Antimicrobial Activity of an Fmoc-Plantaricin 149 Derivative Peptide against Multidrug-Resistant Bacteria
Gabriela Marinho Righetto,
José Luiz de Souza Lopes,
Paulo José Martins Bispo,
Camille André,
Julia Medeiros Souza,
Adriano Defini Andricopulo,
Leila Maria Beltramini,
Ilana Lopes Baratella da Cunha Camargo
Affiliations
Gabriela Marinho Righetto
Laboratory of Molecular Epidemiology and Microbiology, Department of Physics and Interdisciplinary Science, São Carlos Institute of Physics, University of São Paulo, São Carlos 13563-120, Brazil
José Luiz de Souza Lopes
Laboratory of Applied Biophysics, Department of Applied Physics, Institute of Physics, University of São Paulo, São Paulo 05315-970, Brazil
Paulo José Martins Bispo
Department of Ophthalmology, Infectious Disease Institute, Massachusetts Eye and Ear, Harvard Medical School, Boston, MA 02115, USA
Camille André
Department of Ophthalmology, Infectious Disease Institute, Massachusetts Eye and Ear, Harvard Medical School, Boston, MA 02115, USA
Julia Medeiros Souza
Laboratory of Medicinal and Computational Chemistry, Department of Physics and Interdisciplinary Science, São Carlos Institute of Physics, University of São Paulo, São Carlos 13563-120, Brazil
Adriano Defini Andricopulo
Laboratory of Medicinal and Computational Chemistry, Department of Physics and Interdisciplinary Science, São Carlos Institute of Physics, University of São Paulo, São Carlos 13563-120, Brazil
Leila Maria Beltramini
Group of Biophysics and Structural Biology “Sérgio Mascarenhas”, Department of Physics and Interdisciplinary Science, São Carlos Institute of Physics, University of São Paulo, São Carlos 13563-120, Brazil
Ilana Lopes Baratella da Cunha Camargo
Laboratory of Molecular Epidemiology and Microbiology, Department of Physics and Interdisciplinary Science, São Carlos Institute of Physics, University of São Paulo, São Carlos 13563-120, Brazil
Antimicrobial resistance poses a major threat to public health. Given the paucity of novel antimicrobials to treat resistant infections, the emergence of multidrug-resistant bacteria renewed interest in antimicrobial peptides as potential therapeutics. This study designed a new analog of the antimicrobial peptide Plantaricin 149 (Pln149-PEP20) based on previous Fmoc-peptides.

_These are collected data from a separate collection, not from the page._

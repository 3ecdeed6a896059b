use std::borrow::Borrow;
use std::fmt;
use std::sync::Arc;

/// `CommandKey` identifies a group of executions sharing one circuit breaker and one bulkhead,
/// usually the logical name of the remote dependency.
/// Keys are immutable and cheap to clone.
#[derive(Debug, Clone, PartialEq, Eq, Hash, PartialOrd, Ord)]
pub struct CommandKey(Arc<str>);

impl CommandKey {
    pub fn new(name: &str) -> Self {
        CommandKey(Arc::from(name))
    }

    pub fn name(&self) -> &str {
        &self.0
    }
}

impl From<&str> for CommandKey {
    fn from(name: &str) -> Self {
        CommandKey::new(name)
    }
}

impl From<String> for CommandKey {
    fn from(name: String) -> Self {
        CommandKey(Arc::from(name))
    }
}

impl Borrow<str> for CommandKey {
    fn borrow(&self) -> &str {
        &self.0
    }
}

impl fmt::Display for CommandKey {
    fn fmt(&self, f: &mut fmt::Formatter<'_>) -> fmt::Result {
        write!(f, "{}", self.0)
    }
}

The minimal inhibitory concentrations of Pln149-PEP20 were determined for 60 bacteria of different species and resistance profiles, ranging from 1 mg/L to 128 mg/L for Gram-positive bacteria and 16 to 512 mg/L for Gram-negative. Furthermore, Pln149-PEP20 demonstrated excellent bactericidal activity within one hour. To determine the propensity to develop resistance to Pln149-PEP20, a directed-evolution in vitro experiment was performed. Whole-genome sequencing of selected mutants with increased MICs and wild-type isolates revealed that most mutations were concentrated in genes associated with membrane metabolism, indicating the most likely target of Pln149-PEP20. Synchrotron radiation circular dichroism showed how this molecule disturbs the membranes, suggesting a carpet mode of interaction. Membrane depolarization and transmission electron microscopy assays supported these two hypotheses, although a secondary intracellular mechanism of action is possible. The molecule studied in this research has the potential to be used as a novel antimicrobial therapy, although further modifications and optimization remain possible.